Hausansicht Olivaer Platz 5
Hausansicht Olivaer Platz 5
Bild: Stolpersteine-Initiative CW, Hupka

Stolpersteine Olivaer Platz 5/6 (früher: Pariser Str. 32) für Käthe und Hildegard Lewinnek
Diese Stolpersteine wurden am 13. Juli 2019 verlegt und von Ron Exiner gespendet.

Bildvergrößerung: Stolperstein Käthe Lewinnek
Stolperstein Käthe Lewinnek
Bild: Stolpersteine-Initiative CW, Hupka

HIER WOHNTE
KÄTHE LEWINNEK
GEB. CROHN
JG. 1891
DEPORTIERT 12.1.1943
ERMORDET IN
AUSCHWITZ

Käthe Lewinnek wurde als Käthe Crohn am 20. September 1891 in Berlin geboren. Sie heiratete den Kaufmann Otto Lewinnek; ihre Tochter Hildegard kam am 20. März 1920 zur Welt. Otto Lewinnek starb 1941, er wurde auf dem jüdischen Friedhof in Berlin-Weissensee beigesetzt.

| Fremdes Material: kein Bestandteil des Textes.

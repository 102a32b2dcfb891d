//! Table-of-contents backend.
//!
//! Renders only headings, as nested `<ul>` lists of `<a href="#toc_N">`
//! anchors numbered like the ids [`crate::html`] puts on headings. Inline
//! formatting inside headings is kept; links collapse to their text.

use rw_buffer::Buffer;

use crate::callbacks::{Callbacks, Renderer};
use crate::flags::HtmlFlags;
use crate::html;
use crate::state::HtmlState;

/// Create a TOC renderer listing headings up to `nesting_level`.
#[must_use]
pub fn renderer(nesting_level: u32) -> Renderer<HtmlState> {
    Renderer::new(callbacks(), HtmlState::new(HtmlFlags::empty(), nesting_level))
}

/// The TOC capability table.
#[must_use]
pub fn callbacks() -> Callbacks<HtmlState> {
    Callbacks {
        header: Some(header),

        codespan: Some(html::codespan),
        double_emphasis: Some(html::double_emphasis),
        emphasis: Some(html::emphasis),
        underline: Some(html::underline),
        highlight: Some(html::highlight),
        quote: Some(html::quote),
        link: Some(link),
        triple_emphasis: Some(html::triple_emphasis),
        strikethrough: Some(html::strikethrough),
        superscript: Some(html::superscript),

        normal_text: Some(html::normal_text),

        doc_footer: Some(finalize),
        ..Callbacks::empty()
    }
}

/// Add a heading entry, opening or closing nested lists to reach its depth.
///
/// The first heading of a document fixes the level offset, so a document
/// starting at `##` lists that heading at depth 1. Headings shallower than
/// the first one are clamped to depth 1.
fn header(ob: &mut Buffer, content: &[u8], level: u32, state: &mut HtmlState) {
    let toc = &mut state.toc;
    if level > toc.nesting_level {
        return;
    }

    if toc.current_level == 0 {
        toc.level_offset = level.saturating_sub(1);
    }
    let level = level.saturating_sub(toc.level_offset).max(1);

    if level > toc.current_level {
        while level > toc.current_level {
            ob.puts("<ul>\n<li>\n");
            toc.current_level += 1;
        }
    } else if level < toc.current_level {
        ob.puts("</li>\n");
        while level < toc.current_level {
            ob.puts("</ul>\n</li>\n");
            toc.current_level -= 1;
        }
        ob.puts("<li>\n");
    } else {
        ob.puts("</li>\n<li>\n");
    }

    ob.printf(format_args!("<a href=\"#toc_{}\">", toc.header_count));
    toc.header_count += 1;
    ob.put(content);
    ob.puts("</a>\n");
}

fn link(
    ob: &mut Buffer,
    content: &[u8],
    _link: &[u8],
    _title: &[u8],
    _state: &mut HtmlState,
) -> bool {
    ob.put(content);
    true
}

/// Close every open list and reset numbering for the next document.
fn finalize(ob: &mut Buffer, inline_render: bool, state: &mut HtmlState) {
    if inline_render {
        return;
    }

    let toc = &mut state.toc;
    tracing::trace!(
        entries = toc.header_count,
        depth = toc.current_level,
        "Closing table of contents"
    );
    while toc.current_level > 0 {
        ob.puts("</li>\n</ul>\n");
        toc.current_level -= 1;
    }
    toc.header_count = 0;
}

In der Familie ist bekannt, dass Käthe und Hildegard Zwangsarbeit in einer Elektrofirma in Berlin leisten mussten. Den Namen des Betriebs kennen wir nicht. Das beigefügte Foto stammt vermutlich aus ihrem Ausweis, den sie als Zwangsarbeiterin tragen musste.

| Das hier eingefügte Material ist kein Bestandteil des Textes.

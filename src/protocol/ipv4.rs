//! IPv4 header view - RFC 791
//!
//! The control plane only needs the addresses; it never rewrites the
//! datagram itself, so there is no builder and no checksum handling here.

use crate::{Error, Result};
use std::net::Ipv4Addr;

/// Minimum IPv4 header size (no options)
pub const MIN_HEADER_SIZE: usize = 20;

/// Parsed IPv4 header (zero-copy reference)
#[derive(Debug)]
pub struct Ipv4Header<'a> {
    buffer: &'a [u8],
    header_len: usize,
}

impl<'a> Ipv4Header<'a> {
    pub fn parse(buffer: &'a [u8]) -> Result<Self> {
        if buffer.len() < MIN_HEADER_SIZE {
            return Err(Error::Parse("IPv4 header too short".into()));
        }

        if buffer[0] >> 4 != 4 {
            return Err(Error::Parse("not an IPv4 datagram".into()));
        }

        let header_len = ((buffer[0] & 0x0f) as usize) * 4;
        if header_len < MIN_HEADER_SIZE || buffer.len() < header_len {
            return Err(Error::Parse("IPv4 header truncated".into()));
        }

        Ok(Self { buffer, header_len })
    }

    pub fn src_addr(&self) -> Ipv4Addr {
        Ipv4Addr::new(
            self.buffer[12],
            self.buffer[13],
            self.buffer[14],
            self.buffer[15],
        )
    }

    pub fn dst_addr(&self) -> Ipv4Addr {
        Ipv4Addr::new(
            self.buffer[16],
            self.buffer[17],
            self.buffer[18],
            self.buffer[19],
        )
    }

    pub fn header_len(&self) -> usize {
        self.header_len
    }

    pub fn payload(&self) -> &[u8] {
        &self.buffer[self.header_len..]
    }
}
//! Rudder - reactive router control plane
//!
//! Sits on top of a programmable forwarding device and decides, per inbound
//! frame, whether to forward it, kick off address resolution first, or drop
//! it. Resolved flows are offloaded as flow rules so later frames never
//! reach the control plane.

pub mod config;
pub mod controlplane;
pub mod datapath;
pub mod error;
pub mod protocol;
pub mod telemetry;

pub use error::{Error, Result};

Am 12. Januar 1943 wurden Käthe und Hildegard Lewinnek deportiert. Dieser „26. Osttransport“, der am Güterbahnhof Berlin-Moabit startete, verschleppte 1190 Menschen nach Auschwitz. Fast alle kamen aus Berlin.
In den Transportlisten, die im Nationalarchiv der USA (Washington D.C.) lagern, werden Käthe und Hildegard Lewinnek als „arbeitsfähig“ aufgeführt, in Auschwitz wurden jedoch nur 127 Männer zur Zwangsarbeit zurückgestellt, alle anderen, auch Käthe und Hildegard Lewinnek, wurden in den Gaskammern ermordet.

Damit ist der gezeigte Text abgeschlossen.